Michelle McCottry and Amy Hammon were both alleged victims of domestic violence. McCottry called 911 to report a beating that her boyfriend had just administered; Hammon gave an account of a fresh attack by her husband to police who came to her home.

McCottry and Hammon did not testify at the men's trials; the state won convictions anyway, based in part on the women's previous statements.

But did those convictions violate the Constitution, which guarantees a defendant the right to confront his accuser in court?

That was the question before the Supreme Court yesterday, as the justices heard oral arguments in two of the most significant criminal cases of this term.

At stake are the rules of evidence that will govern not only many domestic violence prosecutions but also any criminal case in which prosecutors seek to introduce past accusations by people who, whether out of fear or any other reason, cannot or will not repeat their charges in open court.

On one side are McCottry's boyfriend, Adrian Davis of Washington state, and Hammon's husband, Hershel Hammon of Indiana, who say that the Sixth Amendment requires the state to bring its witnesses to court, put them under oath and allow them to be cross-examined. They are supported by briefs from the American Civil Liberties Union, the National Association of Criminal Defense Lawyers and the D.C. Public Defender Service.
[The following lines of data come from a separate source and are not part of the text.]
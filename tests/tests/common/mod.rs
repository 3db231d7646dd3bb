//! Common record types and helpers for criteria integration tests

#![allow(dead_code)]

use criteria::Filterable;
use serde::{Deserialize, Serialize};
use std::str::FromStr;
use tracing::Level;

// Initialize tracing for tests
#[ctor::ctor]
fn init_tracing() {
    let level = std::env::var("LOG_LEVEL").ok().and_then(|level| Level::from_str(&level).ok()).unwrap_or(Level::INFO);
    let _ = tracing_subscriber::fmt().with_max_level(level).with_test_writer().try_init();
}

/// A login audit entry, as stored by the access-log service.
#[derive(Filterable, Debug, Clone, PartialEq, Serialize, Deserialize)]
#[filterable(name = "LoginEvent")]
pub struct LoginEvent {
    #[filterable(rename = "userId")]
    pub user_id: String,
    #[filterable]
    pub ip: String,
    #[filterable]
    pub device: String,
    #[filterable]
    pub attempts: u16,
    #[filterable]
    pub success: bool,
    #[filterable]
    pub latency_ms: Option<f64>,
    pub tenant_id: String,
}

impl LoginEvent {
    pub fn new(user_id: &str, ip: &str, device: &str) -> Self {
        Self {
            user_id: user_id.to_string(),
            ip: ip.to_string(),
            device: device.to_string(),
            attempts: 1,
            success: true,
            latency_ms: None,
            tenant_id: "acme".to_string(),
        }
    }

    pub fn attempts(mut self, attempts: u16) -> Self {
        self.attempts = attempts;
        self
    }

    pub fn failed(mut self) -> Self {
        self.success = false;
        self
    }

    pub fn latency(mut self, latency_ms: f64) -> Self {
        self.latency_ms = Some(latency_ms);
        self
    }
}

/// The four-entry data set used by the criteria endpoint scenarios.
pub fn login_events() -> Vec<LoginEvent> {
    vec![
        LoginEvent::new("user_one", "192.168.1.100", "Device1"),
        LoginEvent::new("user_one_updated", "192.168.1.100", "Device2").attempts(3).latency(120.5),
        LoginEvent::new("user_one_updated", "10.0.0.7", "Other").failed(),
        LoginEvent::new("user_two", "192.168.1.101", "Device3").attempts(7).failed().latency(980.0),
    ]
}
use crate::ast::Operator;
use thiserror::Error;

/// Failures while turning filter text into [`Criteria`](crate::ast::Criteria).
#[derive(Debug, Clone, Error, PartialEq)]
pub enum ParseError {
    #[error("Malformed expression: {0}")]
    MalformedExpression(String),
    #[error("Invalid condition format: {0}")]
    InvalidConditionFormat(String),
    #[error("Unsupported operator: {0}")]
    UnsupportedOperator(String),
}

/// The single error surfaced for unusable filter text. Always a client error.
#[derive(Debug, Clone, Error, PartialEq)]
#[error("Invalid filter expression {input:?}: {source}")]
pub struct InvalidFilterExpression {
    pub input: String,
    #[source]
    pub source: ParseError,
}

impl InvalidFilterExpression {
    pub fn new(input: impl Into<String>, source: ParseError) -> Self { Self { input: input.into(), source } }
}

/// Failures while compiling criteria into a [`QueryPredicate`](crate::selection::predicate::QueryPredicate).
#[derive(Debug, Clone, Error, PartialEq)]
pub enum BuildError {
    #[error("Unknown filter field {field:?} for {record_type}")]
    UnknownFilterField { field: String, record_type: String },
    #[error("Invalid range {0:?}: expected min:max")]
    InvalidRangeFormat(String),
    #[error("Operator {operator} cannot be used with null on field {field:?}")]
    NullOperand { field: String, operator: Operator },
}

/// Failures while evaluating criteria against a materialized record.
#[derive(Debug, Clone, Error, PartialEq)]
pub enum EvaluationError {
    /// The record has no such field. This is a schema mismatch, not bad input.
    #[error("Field {field:?} does not exist on the record")]
    FieldAccess { field: String },
    #[error("Invalid range {0:?}: expected min:max")]
    InvalidRangeFormat(String),
}

impl EvaluationError {
    pub fn is_defect(&self) -> bool { matches!(self, EvaluationError::FieldAccess { .. }) }
}

#[derive(Debug, Clone, Error, PartialEq)]
pub enum Error {
    #[error(transparent)]
    Parse(#[from] InvalidFilterExpression),
    #[error(transparent)]
    Build(#[from] BuildError),
    #[error(transparent)]
    Evaluation(#[from] EvaluationError),
}

impl Error {
    /// True when the caller supplied bad filter text; false for schema mismatches that indicate a bug.
    pub fn is_client_error(&self) -> bool {
        match self {
            Error::Parse(_) | Error::Build(_) => true,
            Error::Evaluation(e) => !e.is_defect(),
        }
    }
}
On the other side are the states of Indiana and Washington, supported by the Bush administration, 27 other states including Maryland, the National Network to End Domestic Violence and the National District Attorneys Association. Though their arguments vary in emphasis, these parties agree that statements made in the moments surrounding a criminal attack are not testimony and therefore are not covered by the Sixth Amendment.

The cases arise largely because the Supreme Court changed its rules in a 2004 decision. In an opinion written by Justice Antonin Scalia, it barred a statement to police by a wife who would not testify against her husband regarding an alleged assault on a third person. The Sixth Amendment was intended to keep out any previous testimony from a witness unavailable to testify, the court ruled, unless that witness had previously been subject to cross-examination.

Before that, the court had said that an unavailable witness's out-of-court statement could be admissible if a judge found that it fell into one of the exceptions to the rule against hearsay or was otherwise clearly trustworthy.

Yet federal and state courts have struggled to apply Scalia's ruling in practice, and the court agreed to hear the Washington and Indiana cases to clarify its scope.

The 2004 ruling enjoyed the support of the entire court except Chief Justice William H. Rehnquist and Justice Sandra Day O'Connor, who are no longer sitting.

Still, during the course of an intense two-hour discussion of the two cases, Davis v. Washington , No. 05-5224, and Hammon v. Indiana , No. 05-5705, at least some of the justices seemed concerned about how far to extend the new rule.